少しその意味を考えてみようかと思い、『無門関』のほうは第九則にあるので、註釈書のその箇所をコピーしてきました。しかしどうもピンとこない解釈なので、納得がいかなかったのですが、tenjin和尚さんのコメントのお陰で了解しました。

「老胡は達磨をさす。「知」は心得ていること、「会」はさらにその上の了悟。達磨が仏法を知っているのは認めるが、会していたとまでは言わせまい。」

このように註釈されていたそうですので、私もそのようなことかと納得致しました。公案も分かるとそんなものかということになりますけれど、私が参考にしようと考えていた註釈はちょっと首を傾げるような解釈でした。数本を参考にできる場合はよいですが、一冊だけの本を鵜呑みにするのは実に危険なことと改めて思います。
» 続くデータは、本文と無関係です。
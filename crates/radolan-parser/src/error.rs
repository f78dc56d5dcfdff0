//! Error types for composite decoding.

use thiserror::Error;

/// Errors raised while decoding a composite container or one of its
/// members. All variants are deterministic for a given input; a decode
/// failure abandons the whole refresh attempt.
#[derive(Debug, Error)]
pub enum FormatError {
    /// The container could not be read as a bzip2-compressed tar archive.
    #[error("unreadable composite container: {0}")]
    Archive(String),

    /// A member name does not carry the expected trailing timestamp.
    #[error("member '{name}' has an invalid name: {reason}")]
    MemberName { name: String, reason: String },

    /// The embedded capture time could not be parsed.
    #[error("member '{name}' has an invalid timestamp: {reason}")]
    Timestamp { name: String, reason: String },

    /// A member payload contains no ETX header terminator.
    #[error("member '{name}' has no ETX header terminator")]
    MissingEtx { name: String },

    /// The grid buffer after the header has the wrong byte length.
    #[error("member '{name}' grid buffer is {actual} bytes, expected {expected}")]
    PayloadLength {
        name: String,
        expected: usize,
        actual: usize,
    },

    /// A code buffer does not match its grid extent.
    #[error("grid has {actual} codes, expected {expected}")]
    CellCount { expected: usize, actual: usize },
}
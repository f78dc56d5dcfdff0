//! Error types for the nowcast engine.

use projection::OutOfDomainError;
use radolan_parser::FormatError;
use thiserror::Error;

/// Errors that can occur while answering a point query.
#[derive(Error, Debug)]
pub enum QueryError {
    /// The coordinate projects outside the composite grid.
    #[error(transparent)]
    OutOfDomain(#[from] OutOfDomainError),

    /// No snapshot set has been published yet.
    #[error("no radar data available: no refresh has completed yet")]
    DataUnavailable,
}

/// Errors that can occur while assembling or publishing a snapshot set.
#[derive(Error, Debug)]
pub enum SnapshotError {
    /// Two frames carry the same capture time.
    #[error("duplicate frame timestamp {timestamp} in snapshot set")]
    DuplicateTimestamp { timestamp: chrono::DateTime<chrono::Utc> },

    /// A grid extent does not match the one expected of it: frames of
    /// one set must agree with each other, and a published set must
    /// live on the serving grid.
    #[error("grid extent {actual_cols}x{actual_rows} does not match the expected {expected_cols}x{expected_rows}")]
    ExtentMismatch {
        expected_cols: usize,
        expected_rows: usize,
        actual_cols: usize,
        actual_rows: usize,
    },
}

/// Errors that can occur while building a snapshot set from a raw
/// composite container.
#[derive(Error, Debug)]
pub enum BuildError {
    /// The container or one of its members is malformed.
    #[error(transparent)]
    Format(#[from] FormatError),

    /// The decoded frames are inconsistent with each other.
    #[error(transparent)]
    Snapshot(#[from] SnapshotError),

    /// The container unpacked cleanly but held no frames.
    #[error("composite container holds no radar frames")]
    EmptyContainer,
}
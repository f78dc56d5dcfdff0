//! Polar stereographic projection.
//!
//! The DWD composite radar products place their grid on a polar
//! stereographic plane tangent to the Earth at the north pole, with true
//! scale at 60°N and the 10°E meridian pointing straight down the grid.
//!
//! The projection parameters include:
//! - Earth radius: the spherical radius used by the composite (km)
//! - Standard latitude: latitude of true scale (60°N for all DWD composites)
//! - Reference longitude: the meridian aligned with the grid's y axis
//! - Origin offsets: shift of the grid origin on the plane (km)
//!
//! Plane coordinates come out in kilometers; the composite grids use 1 km
//! cells, so truncating a plane coordinate yields a cell index directly.

use std::f64::consts::PI;

use radar_common::{GeoCoordinate, GridExtent, GridIndex, DE1200_EXTENT};
use thiserror::Error;

/// A coordinate projected outside the composite grid.
///
/// Carries the plane coordinates the projection produced so callers can
/// log how far off the grid the request landed.
#[derive(Debug, Clone, PartialEq, Error)]
#[error("coordinate falls outside the composite grid (plane x={x_km:.3} km, y={y_km:.3} km)")]
pub struct OutOfDomainError {
    /// Plane x coordinate in kilometers.
    pub x_km: f64,
    /// Plane y coordinate in kilometers.
    pub y_km: f64,
}

/// Polar stereographic projection parameters.
///
/// These parameters define the projection from geographic (lat/lon) to
/// plane kilometers and on to grid cell indices.
#[derive(Debug, Clone)]
pub struct PolarStereographic {
    /// Earth radius in kilometers
    pub earth_radius_km: f64,
    /// Latitude of true scale in degrees
    pub standard_latitude: f64,
    /// Meridian aligned with the negative y axis, in degrees
    pub reference_longitude: f64,
    /// Grid origin offset along x, in kilometers
    pub x_offset_km: f64,
    /// Grid origin offset along y, in kilometers
    pub y_offset_km: f64,
    /// Extent of the target grid
    pub extent: GridExtent,
}

impl PolarStereographic {
    /// Create the projection for the DE1200 composite grid.
    ///
    /// DE1200 uses:
    /// - Earth radius: 6370.04 km
    /// - Standard latitude: 60°N
    /// - Reference meridian: 10°E
    /// - Origin offsets: (543.4622, 4808.645) km
    /// - Grid: 1100 x 1200 cells, 1 km spacing
    pub fn de1200() -> Self {
        Self {
            earth_radius_km: 6370.04,
            standard_latitude: 60.0,
            reference_longitude: 10.0,
            x_offset_km: 543.4622,
            y_offset_km: 4808.645,
            extent: DE1200_EXTENT,
        }
    }

    /// Project a geographic coordinate onto the stereographic plane.
    ///
    /// Returns (x, y) in kilometers relative to the grid origin. The
    /// result may lie outside the grid; use [`grid_index`] to resolve a
    /// cell with bounds checking.
    ///
    /// [`grid_index`]: PolarStereographic::grid_index
    pub fn project(&self, coord: GeoCoordinate) -> (f64, f64) {
        let to_rad = PI / 180.0;
        let lat = coord.latitude * to_rad;
        let dlon = (coord.longitude - self.reference_longitude) * to_rad;
        let lat0 = self.standard_latitude * to_rad;

        // Stereographic scale factor for this latitude
        let k = self.earth_radius_km * (1.0 + lat0.sin()) / (1.0 + lat.sin());

        let x_km = k * lat.cos() * dlon.sin() + self.x_offset_km;
        let y_km = -k * lat.cos() * dlon.cos() + self.y_offset_km;

        (x_km, y_km)
    }

    /// Resolve a geographic coordinate to a grid cell.
    pub fn grid_index(&self, coord: GeoCoordinate) -> Result<GridIndex, OutOfDomainError> {
        let (x_km, y_km) = self.project(coord);
        plane_to_cell(x_km, y_km, self.extent)
    }

    /// Check whether a geographic coordinate lies on the grid.
    pub fn contains(&self, coord: GeoCoordinate) -> bool {
        self.grid_index(coord).is_ok()
    }
}

/// Convert plane kilometers to a grid cell index.
///
/// Truncates toward zero, matching the composite's published cell
/// assignment. Truncation (not floor) matters on the negative side of the
/// origin: -0.5 km truncates to cell 0 and is on the grid, while floor
/// would push it to -1 and off it.
pub fn plane_to_cell(
    x_km: f64,
    y_km: f64,
    extent: GridExtent,
) -> Result<GridIndex, OutOfDomainError> {
    let col = x_km.trunc();
    let row = y_km.trunc();

    if col < 0.0 || row < 0.0 || col >= extent.cols as f64 || row >= extent.rows as f64 {
        return Err(OutOfDomainError { x_km, y_km });
    }

    Ok(GridIndex::new(col as usize, row as usize))
}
しかし、それではどうして慧春尼の右手をかかげ、左手を搦めることになるのか、またあらたに疑問が生じます。まあ一方は可よしとし、一方は可としないことを語でなく仕草で示したということは、やはり言語表現を越えていること、という慧春尼の見解を示したということになるのでしょうか。この公案についてはこのくらいで可としておかせて下さい。判じ物のような公案にはあまり時間を使わない方がよいかもしれません。

*昨日は敬老の日、平成15年からは第三月曜になったようですが、15日のほうがピンときます。さてこのところ母の足がむくんでいたのですが、毎晩「せんねん灸」を足の裏にしましたら、すっかりむくみがとれました。腎臓と膀胱のツボにすえます。ツボの位置はせんねん灸の箱に入っています。一週間ぐらいで良くなりました。むくみのある方はお試しを。せんねん灸はレギュラーかソフトで試してください。火の元にはご用心。

*上の公案ですが、『正法眼蔵』の「面授」巻にある雲門大師についてのところが気になっています。(これもtenjin和尚さんに教えていただきました。)「会」を「見」と解釈する視点もあるかもしれません。